Gaseous Exchange This happens by a process called DIFFUSION. DIFFUSION is the name given to the process of exchanging gases in the tissues in the body Diffusion Is When – Air comes into the body Oxygen separated out and passed around the body. Carbon dioxide removed and expelled. This happens every time you breathe.

The blood in these capillaries passes its carbon dioxide into the capillaries before taking in oxygen from the alveoli. Alveoli oxygen capillaries Whilst the oxygen is taken in, carbon dioxide is given out into the alveoli and breathed out.

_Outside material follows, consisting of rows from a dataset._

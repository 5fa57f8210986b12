//! Records exchanged with the persistence gateway
//!
//! Field names follow the remote API's camelCase wire format.

use chrono::{DateTime, Utc};
use serde::{Deserialize, Serialize};
use std::fmt;
use std::str::FromStr;

use super::value::base64_bytes;
use super::value_objects::EntityId;

// =============================================================================
// Users & Patients
// =============================================================================

#[derive(Clone, Debug, PartialEq, Eq, Serialize, Deserialize)]
pub struct NewUser {
    pub name: String,
    pub email: String,
    pub phone: String,
}

#[derive(Clone, Debug, PartialEq, Eq, Serialize, Deserialize)]
pub struct UserRecord {
    #[serde(alias = "$id")]
    pub id: EntityId,
    pub name: String,
    pub email: String,
    pub phone: String,
}

#[derive(Clone, Copy, Debug, Default, PartialEq, Eq, Hash, Serialize, Deserialize)]
#[serde(rename_all = "lowercase")]
pub enum Gender {
    #[default]
    Male,
    Female,
    Other,
}

impl Gender {
    pub const ALL: [Gender; 3] = [Gender::Male, Gender::Female, Gender::Other];

    pub fn as_str(self) -> &'static str {
        match self {
            Self::Male => "male",
            Self::Female => "female",
            Self::Other => "other",
        }
    }
}

impl FromStr for Gender {
    type Err = String;

    fn from_str(s: &str) -> Result<Self, Self::Err> {
        Self::ALL
            .into_iter()
            .find(|g| g.as_str() == s)
            .ok_or_else(|| format!("unknown gender `{}`", s))
    }
}

impl fmt::Display for Gender {
    fn fmt(&self, f: &mut fmt::Formatter<'_>) -> fmt::Result {
        f.write_str(self.as_str())
    }
}

/// Identification document wrapped for upload
#[derive(Clone, Debug, PartialEq, Eq, Serialize, Deserialize)]
#[serde(rename_all = "camelCase")]
pub struct BinaryAttachment {
    #[serde(with = "base64_bytes")]
    pub blob_file: Vec<u8>,
    pub mime_type: String,
    pub file_name: String,
}

#[derive(Clone, Debug, PartialEq, Serialize, Deserialize)]
#[serde(rename_all = "camelCase")]
pub struct PatientPayload {
    pub user_id: EntityId,
    pub name: String,
    pub email: String,
    pub phone: String,
    pub birth_date: DateTime<Utc>,
    pub gender: Gender,
    pub address: String,
    pub occupation: String,
    pub emergency_contact_name: String,
    pub emergency_contact_number: String,
    pub primary_physician: String,
    pub insurance_provider: String,
    pub insurance_policy_number: String,
    pub allergies: Option<String>,
    pub current_medication: Option<String>,
    pub family_medical_history: Option<String>,
    pub past_medical_history: Option<String>,
    pub identification_type: Option<String>,
    pub identification_number: Option<String>,
    #[serde(skip_serializing_if = "Option::is_none", default)]
    pub identification_document: Option<BinaryAttachment>,
    pub treatment_consent: bool,
    pub disclosure_consent: bool,
    pub privacy_consent: bool,
}

#[derive(Clone, Debug, PartialEq, Eq, Serialize, Deserialize)]
#[serde(rename_all = "camelCase")]
pub struct PatientRecord {
    #[serde(alias = "$id")]
    pub id: EntityId,
    pub user_id: EntityId,
    pub name: String,
    pub email: String,
    pub primary_physician: String,
    pub identification_document_id: Option<String>,
}

// =============================================================================
// Appointments
// =============================================================================

/// Appointment form variant
#[derive(Clone, Copy, Debug, Default, PartialEq, Eq, Hash, Serialize, Deserialize)]
#[serde(rename_all = "lowercase")]
pub enum AppointmentKind {
    #[default]
    Create,
    Schedule,
    Cancel,
}

impl AppointmentKind {
    pub fn tag(self) -> &'static str {
        match self {
            Self::Create => "create",
            Self::Schedule => "schedule",
            Self::Cancel => "cancel",
        }
    }

    /// Status an appointment takes when this variant is submitted
    pub fn status(self) -> AppointmentStatus {
        match self {
            Self::Schedule => AppointmentStatus::Scheduled,
            Self::Cancel => AppointmentStatus::Cancelled,
            Self::Create => AppointmentStatus::Pending,
        }
    }
}

impl FromStr for AppointmentKind {
    type Err = String;

    fn from_str(s: &str) -> Result<Self, Self::Err> {
        match s {
            "create" => Ok(Self::Create),
            "schedule" => Ok(Self::Schedule),
            "cancel" => Ok(Self::Cancel),
            other => Err(format!("unknown appointment type `{}`", other)),
        }
    }
}

impl fmt::Display for AppointmentKind {
    fn fmt(&self, f: &mut fmt::Formatter<'_>) -> fmt::Result {
        f.write_str(self.tag())
    }
}

#[derive(Clone, Copy, Debug, Default, PartialEq, Eq, Hash, Serialize, Deserialize)]
#[serde(rename_all = "lowercase")]
pub enum AppointmentStatus {
    #[default]
    Pending,
    Scheduled,
    Cancelled,
}

impl AppointmentStatus {
    /// Status for a raw submission tag; anything but schedule/cancel is pending
    pub fn for_tag(tag: &str) -> Self {
        tag.parse::<AppointmentKind>()
            .map(AppointmentKind::status)
            .unwrap_or(Self::Pending)
    }

    pub fn as_str(self) -> &'static str {
        match self {
            Self::Pending => "pending",
            Self::Scheduled => "scheduled",
            Self::Cancelled => "cancelled",
        }
    }
}

impl fmt::Display for AppointmentStatus {
    fn fmt(&self, f: &mut fmt::Formatter<'_>) -> fmt::Result {
        f.write_str(self.as_str())
    }
}

#[derive(Clone, Debug, PartialEq, Eq, Serialize, Deserialize)]
#[serde(rename_all = "camelCase")]
pub struct NewAppointment {
    pub user_id: EntityId,
    pub patient: EntityId,
    pub primary_physician: String,
    pub schedule: DateTime<Utc>,
    pub reason: String,
    pub status: AppointmentStatus,
    pub note: Option<String>,
}

#[derive(Clone, Debug, PartialEq, Eq, Serialize, Deserialize)]
#[serde(rename_all = "camelCase")]
pub struct AppointmentChanges {
    pub primary_physician: Option<String>,
    pub schedule: DateTime<Utc>,
    pub status: AppointmentStatus,
    pub cancellation_reason: Option<String>,
}

#[derive(Clone, Debug, PartialEq, Eq, Serialize, Deserialize)]
#[serde(rename_all = "camelCase")]
pub struct AppointmentUpdate {
    pub user_id: EntityId,
    pub appointment_id: EntityId,
    pub appointment: AppointmentChanges,
    #[serde(rename = "type")]
    pub kind: AppointmentKind,
}

#[derive(Clone, Debug, PartialEq, Eq, Serialize, Deserialize)]
#[serde(rename_all = "camelCase")]
pub struct AppointmentRecord {
    #[serde(alias = "$id")]
    pub id: EntityId,
    pub user_id: EntityId,
    pub patient: EntityId,
    pub primary_physician: String,
    pub schedule: DateTime<Utc>,
    pub reason: String,
    pub status: AppointmentStatus,
    pub note: Option<String>,
    pub cancellation_reason: Option<String>,
}

#[cfg(test)]
mod tests {
    use super::*;
    use chrono::TimeZone;

    #[test]
    fn test_status_derivation_is_exact() {
        assert_eq!(AppointmentKind::Create.status(), AppointmentStatus::Pending);
        assert_eq!(AppointmentKind::Schedule.status(), AppointmentStatus::Scheduled);
        assert_eq!(AppointmentKind::Cancel.status(), AppointmentStatus::Cancelled);
    }

    #[test]
    fn test_status_for_raw_tags() {
        assert_eq!(AppointmentStatus::for_tag("schedule"), AppointmentStatus::Scheduled);
        assert_eq!(AppointmentStatus::for_tag("cancel"), AppointmentStatus::Cancelled);
        assert_eq!(AppointmentStatus::for_tag("create"), AppointmentStatus::Pending);
        assert_eq!(AppointmentStatus::for_tag("reschedule"), AppointmentStatus::Pending);
    }

    #[test]
    fn test_update_serializes_kind_as_type() {
        let update = AppointmentUpdate {
            user_id: EntityId::from_string("u1"),
            appointment_id: EntityId::from_string("a1"),
            appointment: AppointmentChanges {
                primary_physician: None,
                schedule: Utc.with_ymd_and_hms(2024, 6, 1, 10, 0, 0).unwrap(),
                status: AppointmentStatus::Cancelled,
                cancellation_reason: Some("Urgent meeting came up".into()),
            },
            kind: AppointmentKind::Cancel,
        };
        let json = serde_json::to_value(&update).unwrap();
        assert_eq!(json["type"], "cancel");
        assert_eq!(json["appointmentId"], "a1");
        assert_eq!(json["appointment"]["status"], "cancelled");
    }

    #[test]
    fn test_record_accepts_dollar_id() {
        let user: UserRecord = serde_json::from_str(
            r#"{"$id":"abc","name":"Roumodip Das","email":"rdas567@gmail.com","phone":"+918966620102"}"#,
        )
        .unwrap();
        assert_eq!(user.id.as_str(), "abc");
    }

    #[test]
    fn test_gender_parse() {
        assert_eq!("female".parse::<Gender>(), Ok(Gender::Female));
        assert!("unknown".parse::<Gender>().is_err());
    }
}
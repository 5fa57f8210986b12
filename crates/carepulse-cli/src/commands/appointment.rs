//! Appointment commands

use serde::Serialize;

use carepulse_forms::catalog::status_icon;
use carepulse_forms::{
    AppointmentForm, AppointmentKind, AppointmentRecord, EntityId, FormView, PersistenceGateway,
};

use super::{settle, Context};
use crate::output::success;
use crate::AppointmentCommands;

/// Appointment as printed, with the badge icon of its status
#[derive(Serialize)]
struct AppointmentView<'a> {
    #[serde(flatten)]
    appointment: &'a AppointmentRecord,
    status_icon: &'static str,
}

impl<'a> From<&'a AppointmentRecord> for AppointmentView<'a> {
    fn from(appointment: &'a AppointmentRecord) -> Self {
        Self {
            appointment,
            status_icon: status_icon(appointment.status),
        }
    }
}

pub fn print_appointment(ctx: &Context, appointment: &AppointmentRecord) {
    ctx.format.print(&AppointmentView::from(appointment));
}

async fn fetch(gateway: &dyn PersistenceGateway, id: &str) -> Result<AppointmentRecord, String> {
    gateway
        .get_appointment(&EntityId::from_string(id))
        .await
        .map_err(|e| e.to_string())?
        .ok_or_else(|| format!("appointment {} not found", id))
}

pub async fn handle(action: AppointmentCommands, ctx: &Context) -> Result<(), String> {
    let gateway = ctx.gateway.as_ref();

    match action {
        AppointmentCommands::Create {
            user_id,
            patient_id,
            doctor,
            schedule,
            reason,
            note,
        } => {
            let mut form = AppointmentForm::new(
                AppointmentKind::Create,
                EntityId::from_string(user_id),
                Some(EntityId::from_string(patient_id)),
                None,
            )
            .map_err(|e| e.to_string())?;

            let controller = form.controller_mut();
            let mut inputs = vec![("primaryPhysician", doctor), ("schedule", schedule), ("reason", reason)];
            inputs.extend(note.map(|n| ("note", n)));
            for (field, raw) in inputs {
                controller.input(field, &raw).map_err(|e| e.to_string())?;
            }

            let appointment = settle(form.submit(gateway, &ctx.navigator).await)?;
            success(&format!("Requested appointment {}", appointment.id));
            print_appointment(ctx, &appointment);
        }
        AppointmentCommands::Schedule {
            user_id,
            appointment_id,
            doctor,
            schedule,
            reason,
        } => {
            let existing = fetch(gateway, &appointment_id).await?;
            let mut form = AppointmentForm::new(
                AppointmentKind::Schedule,
                EntityId::from_string(user_id),
                None,
                Some(existing),
            )
            .map_err(|e| e.to_string())?;

            let controller = form.controller_mut();
            let inputs = [("primaryPhysician", doctor), ("schedule", schedule), ("reason", reason)];
            for (field, raw) in inputs.into_iter().filter_map(|(f, v)| v.map(|v| (f, v))) {
                controller.input(field, &raw).map_err(|e| e.to_string())?;
            }

            let appointment = settle(form.submit(gateway, &ctx.navigator).await)?;
            success(&format!("Scheduled appointment {}", appointment.id));
            print_appointment(ctx, &appointment);
        }
        AppointmentCommands::Cancel {
            user_id,
            appointment_id,
            reason,
        } => {
            let existing = fetch(gateway, &appointment_id).await?;
            let mut form = AppointmentForm::new(
                AppointmentKind::Cancel,
                EntityId::from_string(user_id),
                None,
                Some(existing),
            )
            .map_err(|e| e.to_string())?;
            form.controller_mut()
                .input("cancellationReason", &reason)
                .map_err(|e| e.to_string())?;

            let appointment = settle(form.submit(gateway, &ctx.navigator).await)?;
            success(&format!("Cancelled appointment {}", appointment.id));
            print_appointment(ctx, &appointment);
        }
        AppointmentCommands::Get { id } => {
            let appointment = fetch(gateway, &id).await?;
            print_appointment(ctx, &appointment);
        }
    }
    Ok(())
}

#[cfg(test)]
mod tests {
    use super::*;
    use carepulse_forms::AppointmentStatus;

    #[test]
    fn test_view_carries_status_icon() {
        let appointment = AppointmentRecord {
            id: EntityId::from_string("appt-1"),
            user_id: EntityId::from_string("user-1"),
            patient: EntityId::from_string("patient-1"),
            primary_physician: "Aditi Das".into(),
            schedule: "2024-07-01T09:30:00Z".parse().unwrap(),
            reason: "Annual check-up".into(),
            status: AppointmentStatus::Cancelled,
            note: None,
            cancellation_reason: Some("Urgent meeting came up".into()),
        };

        let value = serde_json::to_value(AppointmentView::from(&appointment)).unwrap();
        assert_eq!(value["statusIcon"], "/assets/icons/cancelled.svg");
        assert_eq!(value["primaryPhysician"], "Aditi Das");
    }
}
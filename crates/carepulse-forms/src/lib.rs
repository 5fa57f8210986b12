//! CarePulse Forms
//!
//! Patient-facing forms and the admin access gate of the CarePulse
//! appointment-management application.
//!
//! ## Architecture
//!
//! - **Domain Layer**: field specifications, field values, widget
//!   descriptions, patient/appointment records
//! - **Render Layer**: kind-dispatched field renderer and the field wrapper
//! - **Form Layer**: form state, validation schemas, the form controller
//! - **Application Layer**: submission controller and the three form
//!   definitions (patient intake, registration, appointment)
//! - **Ports Layer**: persistence gateway, navigator, credential store
//! - **Infrastructure Layer**: HTTP and in-memory persistence adapters
//!
//! ## Flow
//!
//! A form definition owns a [`FormController`]. The controller hands each
//! field's binding to the wrapper, which asks the [`FieldRenderer`] for a
//! widget. Input flows back through [`FormController::change`]. On submit the
//! form validates, then runs the [`SubmissionController`] against a
//! [`PersistenceGateway`] and navigates on success.

pub mod catalog;
pub mod config;
pub mod domain;
pub mod error;
pub mod form;
pub mod forms;
pub mod gate;
pub mod infrastructure;
pub mod navigation;
pub mod ports;
pub mod render;
pub mod submission;

pub use domain::field::{FieldKind, FieldSpec, Icon, SelectOption};
pub use domain::records::{
    AppointmentChanges, AppointmentKind, AppointmentRecord, AppointmentStatus, AppointmentUpdate,
    BinaryAttachment, Gender, NewAppointment, NewUser, PatientPayload, PatientRecord, UserRecord,
};
pub use domain::value::{FieldValue, FileAttachment};
pub use domain::value_objects::{Email, EntityId, Phone};
pub use domain::widget::Widget;
pub use error::{FormsError, Result};
pub use config::AdminPasskey;
pub use form::{FieldErrors, FormController, FormState, RuleSchema, ValidationSchema};
pub use forms::{AppointmentForm, FormView, PatientIntakeForm, RegistrationForm};
pub use gate::{AccessGate, CredentialStore, FileCredentialStore, GateState, InMemoryCredentialStore};
pub use infrastructure::{HttpPersistence, InMemoryPersistence};
pub use navigation::{Navigator, RecordingNavigator, Route};
pub use ports::{GatewayError, GatewayResult, PersistenceGateway};
pub use render::{FieldRenderer, FieldUnit};
pub use submission::{SubmissionController, SubmissionState, SubmitOutcome};
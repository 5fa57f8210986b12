//! Phone Value Object
//!
//! International phone number stored as `+` followed by 10 to 15 digits.

use serde::{Deserialize, Serialize};
use std::fmt;

/// Calling code applied when input carries no `+` prefix (default country IN)
pub const DEFAULT_CALLING_CODE: &str = "91";

/// Phone number value object
#[derive(Clone, Debug, PartialEq, Eq, Hash, Serialize, Deserialize)]
#[serde(transparent)]
pub struct Phone(String);

impl Phone {
    /// Parse an already normalized international number
    pub fn parse(value: &str) -> Result<Self, PhoneError> {
        let value = value.trim();

        if value.is_empty() {
            return Err(PhoneError::Empty);
        }

        let Some(digits) = value.strip_prefix('+') else {
            return Err(PhoneError::InvalidFormat);
        };

        if !digits.chars().all(|c| c.is_ascii_digit()) {
            return Err(PhoneError::InvalidCharacters);
        }

        if digits.len() < 10 || digits.len() > 15 {
            return Err(PhoneError::InvalidLength);
        }

        Ok(Self(value.to_string()))
    }

    /// Normalize free-form phone input the way the phone widget stores it.
    ///
    /// Separators are dropped. Input without a `+` prefix is taken as a
    /// national number in the default country, its trunk `0` dropped.
    /// Empty input stays empty.
    pub fn normalize(raw: &str) -> String {
        let raw = raw.trim();
        let digits: String = raw.chars().filter(|c| c.is_ascii_digit()).collect();

        if digits.is_empty() {
            return String::new();
        }

        if raw.starts_with('+') || raw.starts_with("00") {
            let digits = if raw.starts_with("00") { &digits[2..] } else { &digits[..] };
            format!("+{}", digits)
        } else {
            let national = digits.strip_prefix('0').unwrap_or(digits.as_str());
            format!("+{}{}", DEFAULT_CALLING_CODE, national)
        }
    }

    pub fn as_str(&self) -> &str {
        &self.0
    }

    /// Digits after the `+`
    pub fn digits(&self) -> &str {
        &self.0[1..]
    }
}

impl fmt::Display for Phone {
    fn fmt(&self, f: &mut fmt::Formatter<'_>) -> fmt::Result {
        write!(f, "{}", self.0)
    }
}

#[derive(Debug, Clone, PartialEq, Eq)]
pub enum PhoneError {
    Empty,
    InvalidLength,
    InvalidCharacters,
    InvalidFormat,
}

impl std::error::Error for PhoneError {}

impl fmt::Display for PhoneError {
    fn fmt(&self, f: &mut fmt::Formatter<'_>) -> fmt::Result {
        match self {
            Self::Empty => write!(f, "Phone number cannot be empty"),
            Self::InvalidLength => write!(f, "Invalid phone number length"),
            Self::InvalidCharacters => write!(f, "Phone number contains invalid characters"),
            Self::InvalidFormat => write!(f, "Invalid phone number format"),
        }
    }
}

#[cfg(test)]
mod tests {
    use super::*;

    #[test]
    fn test_parse_international() {
        let phone = Phone::parse("+918966620102").unwrap();
        assert_eq!(phone.as_str(), "+918966620102");
        assert_eq!(phone.digits(), "918966620102");
    }

    #[test]
    fn test_parse_rejects_bad_input() {
        assert_eq!(Phone::parse(""), Err(PhoneError::Empty));
        assert_eq!(Phone::parse("918966620102"), Err(PhoneError::InvalidFormat));
        assert_eq!(Phone::parse("+91 8966620102"), Err(PhoneError::InvalidCharacters));
        assert_eq!(Phone::parse("+123456789"), Err(PhoneError::InvalidLength));
        assert_eq!(Phone::parse("+1234567890123456"), Err(PhoneError::InvalidLength));
    }

    #[test]
    fn test_normalize_strips_separators() {
        assert_eq!(Phone::normalize("+91 89666-20102"), "+918966620102");
        assert_eq!(Phone::normalize("+1 (555) 123-4567"), "+15551234567");
    }

    #[test]
    fn test_normalize_applies_default_country() {
        assert_eq!(Phone::normalize("8966620102"), "+918966620102");
        assert_eq!(Phone::normalize("08966620102"), "+918966620102");
        assert_eq!(Phone::normalize("0 89666-20102"), "+918966620102");
        assert!(Phone::parse(&Phone::normalize("08966620102")).is_ok());
    }

    #[test]
    fn test_normalize_international_prefix() {
        assert_eq!(Phone::normalize("0044 20 7946 0958"), "+442079460958");
    }

    #[test]
    fn test_normalize_empty() {
        assert_eq!(Phone::normalize("   "), "");
        assert_eq!(Phone::normalize("+"), "");
    }
}
//! Field specifications
//!
//! A [`FieldSpec`] is the declarative description of one form input: its
//! kind, the form key it binds to, and the options its widget needs.

use serde::{Deserialize, Serialize};
use std::fmt;
use std::sync::Arc;

use super::value::FieldValue;
use super::widget::Widget;

/// Closed set of field kinds the renderer knows how to draw
#[derive(Clone, Copy, Debug, PartialEq, Eq, Hash, Serialize, Deserialize)]
#[serde(rename_all = "camelCase")]
pub enum FieldKind {
    TextInput,
    TextArea,
    PhoneInput,
    Checkbox,
    Select,
    Skeleton,
    DatePicker,
}

impl FieldKind {
    pub const ALL: [FieldKind; 7] = [
        FieldKind::TextInput,
        FieldKind::TextArea,
        FieldKind::PhoneInput,
        FieldKind::Checkbox,
        FieldKind::Select,
        FieldKind::Skeleton,
        FieldKind::DatePicker,
    ];

    /// Wire tag used by form descriptions
    pub fn tag(self) -> &'static str {
        match self {
            Self::TextInput => "input",
            Self::TextArea => "textarea",
            Self::PhoneInput => "phoneInput",
            Self::Checkbox => "checkbox",
            Self::Select => "select",
            Self::Skeleton => "skeleton",
            Self::DatePicker => "datePicker",
        }
    }

    /// Parse a wire tag. `ckeckbox` is still emitted by older form
    /// descriptions and maps to [`FieldKind::Checkbox`].
    pub fn from_tag(tag: &str) -> Option<Self> {
        match tag {
            "ckeckbox" => Some(Self::Checkbox),
            other => Self::ALL.into_iter().find(|kind| kind.tag() == other),
        }
    }

    /// Checkboxes draw their own label inline
    pub fn shows_field_label(self) -> bool {
        !matches!(self, Self::Checkbox)
    }
}

impl fmt::Display for FieldKind {
    fn fmt(&self, f: &mut fmt::Formatter<'_>) -> fmt::Result {
        f.write_str(self.tag())
    }
}

/// Icon reference drawn next to an input
#[derive(Clone, Debug, PartialEq, Eq, Serialize, Deserialize)]
pub struct Icon {
    pub src: String,
    pub alt: String,
}

impl Icon {
    pub fn new(src: impl Into<String>, alt: impl Into<String>) -> Self {
        Self {
            src: src.into(),
            alt: alt.into(),
        }
    }

    /// Icon with the generic `icon` alt text
    pub fn from_src(src: impl Into<String>) -> Self {
        Self::new(src, "icon")
    }
}

/// One entry of a selection list
#[derive(Clone, Debug, PartialEq, Eq, Serialize, Deserialize)]
pub struct SelectOption {
    pub value: String,
    pub label: String,
    #[serde(skip_serializing_if = "Option::is_none")]
    pub image: Option<String>,
}

impl SelectOption {
    pub fn new(value: impl Into<String>) -> Self {
        let value = value.into();
        Self {
            label: value.clone(),
            value,
            image: None,
        }
    }

    pub fn with_image(mut self, image: impl Into<String>) -> Self {
        self.image = Some(image.into());
        self
    }
}

/// Field name plus current value, as handed to renderers and callbacks
#[derive(Clone, Copy, Debug)]
pub struct FieldBinding<'a> {
    pub name: &'a str,
    pub value: &'a FieldValue,
}

/// Caller-supplied renderer for irregular fields
pub type RenderCallback = Arc<dyn Fn(&FieldBinding<'_>) -> Widget + Send + Sync>;

/// Declarative description of one form field
#[derive(Clone)]
pub struct FieldSpec {
    pub kind: FieldKind,
    pub name: String,
    pub label: Option<String>,
    pub placeholder: Option<String>,
    pub icon: Option<Icon>,
    pub disabled: bool,
    pub date_format: Option<String>,
    pub show_time: bool,
    pub options: Vec<SelectOption>,
    pub render: Option<RenderCallback>,
}

impl FieldSpec {
    pub fn new(kind: FieldKind, name: impl Into<String>) -> Self {
        Self {
            kind,
            name: name.into(),
            label: None,
            placeholder: None,
            icon: None,
            disabled: false,
            date_format: None,
            show_time: false,
            options: Vec::new(),
            render: None,
        }
    }

    pub fn label(mut self, label: impl Into<String>) -> Self {
        self.label = Some(label.into());
        self
    }

    pub fn placeholder(mut self, placeholder: impl Into<String>) -> Self {
        self.placeholder = Some(placeholder.into());
        self
    }

    pub fn icon(mut self, icon: Icon) -> Self {
        self.icon = Some(icon);
        self
    }

    pub fn disabled(mut self, disabled: bool) -> Self {
        self.disabled = disabled;
        self
    }

    pub fn date_format(mut self, format: impl Into<String>) -> Self {
        self.date_format = Some(format.into());
        self
    }

    pub fn show_time(mut self, show_time: bool) -> Self {
        self.show_time = show_time;
        self
    }

    pub fn options(mut self, options: impl IntoIterator<Item = SelectOption>) -> Self {
        self.options = options.into_iter().collect();
        self
    }

    pub fn render_with<F>(mut self, render: F) -> Self
    where
        F: Fn(&FieldBinding<'_>) -> Widget + Send + Sync + 'static,
    {
        self.render = Some(Arc::new(render));
        self
    }
}

impl fmt::Debug for FieldSpec {
    fn fmt(&self, f: &mut fmt::Formatter<'_>) -> fmt::Result {
        f.debug_struct("FieldSpec")
            .field("kind", &self.kind)
            .field("name", &self.name)
            .field("label", &self.label)
            .field("placeholder", &self.placeholder)
            .field("icon", &self.icon)
            .field("disabled", &self.disabled)
            .field("date_format", &self.date_format)
            .field("show_time", &self.show_time)
            .field("options", &self.options.len())
            .field("render", &self.render.is_some())
            .finish()
    }
}
//! Ports module (Hexagonal Architecture)
//!
//! Interfaces to the external persistence service.

pub mod outbound;

pub use outbound::*;
//! Error types for CarePulse forms

use thiserror::Error;

/// Forms error type
#[derive(Error, Debug, Clone, PartialEq, Eq)]
pub enum FormsError {
    /// A field specification names a key the schema does not declare
    #[error("field `{0}` is not declared by the form schema")]
    UndeclaredField(String),

    /// Two field specifications share a name
    #[error("duplicate field `{0}`")]
    DuplicateField(String),

    /// A change event targeted a field the form does not have
    #[error("unknown field `{0}`")]
    UnknownField(String),

    /// Raw input could not be coerced into the field's value type
    #[error("invalid value for `{field}`: {reason}")]
    InvalidInput { field: String, reason: String },

    /// The form needs context it was not given (patient id, appointment)
    #[error("missing context: {0}")]
    MissingContext(String),

    /// Configuration error
    #[error("config error: {0}")]
    Config(String),

    /// Credential store error
    #[error("credential store error: {0}")]
    Store(String),
}

/// Result type for CarePulse forms
pub type Result<T> = std::result::Result<T, FormsError>;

Mechanisms of Breathing Breathing is when air transported in and out of the lungs, and can be split into two phases Inspiration & Expiration

Inspiration Within inspiration the intercostals muscle contract to lift the ribs upwards and outwards, while the diaphragm is forced downwards and the sternum forwards This expansion of the thorax in all directions causes a drop in pressure which encourages air to flood into the lungs. At this point oxygen is exchanged for carbon dioxide through the capillary walls

Expiration Expiration follows inspiration as the intercostals muscles relax, the diaphragm extends upwards and the ribs and sternum collapse At that point, pressure within the lungs is increased and air is expelled. When the body is in action, greater amounts of oxygen are required, meaning the intercostal muscles and diaphragm need to work harder

Lung Volumes Respiratory Rate – Amount you can breathe in in one minute Equal to approx 12 BPM = 6 Litres of air passes through lungs During exercise = 30 – 40 BPM Other measurements include, Tidal Volume, Inspiratory & Expiratory Reserve Volume, Vital Capacity, residual Volume, Total Lung Capacity, Chemical Control

Tidal Volume Tidal volume is the lung volume representing the normal volume of air displaced between normal inspiration and expiration when extra effort is not applied. Typical values are around 500ml or 7ml/kg bodyweight

Mechanisms of Breathing The volume of air which you normally breathe in and out is called the tidal volume. This is normally about 500 cm 3 when you are at rest However if you breathe in as much as you can you can breathe in more than 500 cm 3. The extra volume of air breathed in (inspiration) is called the inspiratory reserve volume Similarly when you breathe out as much as you can, the extra volume of air breathed out (expiration) is called the expiratory reserve volume These three volumes added together give you your vital capacity: the maximum volume of air you can breathe in or out When you have breathed out as much as you can there is still some air left in your lungs i.e. you cannot empty your lungs completely. This volume is called the residual volume The vital capacity plus the residual volume equals your total lung capacity

Vital Capacity Vital Capacity is the amount of air that can be forced out of the lungs after maximal inspiration. The volume is around 4,800cm3

Residual Volume The amount of air remaining in the lung at the end of a maximal exhalation

Control of Breathing – Neural & Chemical Control Breathing rate is primarily regulated by neural and chemical mechanisms. Respiration is controlled by spontaneous neural discharge from the brain to nerves that innervate respiratory muscles. The primary respiratory muscle is the diaphragm, which is innervated by the phrenic nerve. The rate at which the nerves discharge is influenced by the concentration of oxygen, carbon dioxide and the acidity of the blood Chemical Control There are chemoreceptors in the brain and the heart that sense the amount of oxygen, carbon dioxide and acid present in the body. As a result, they modulate the respiratory rate to properly compensate for any disruptions in balance of any of these chemicals. Too much carbon dioxide or acidity and too little oxygen cause the respiratory rate to increase and vice versa. Carbon dioxide chemoreceptors are much more sensitive than oxygen chemoreceptors and, thus, exert an effect with smaller changes. Neural Control There are two neural mechanisms that govern respiration -- one for voluntary breathing and one for automatic breathing. The voluntary impulse originates in the cerebral cortex region of the brain and the automatic impulse originates in the medulla oblongata.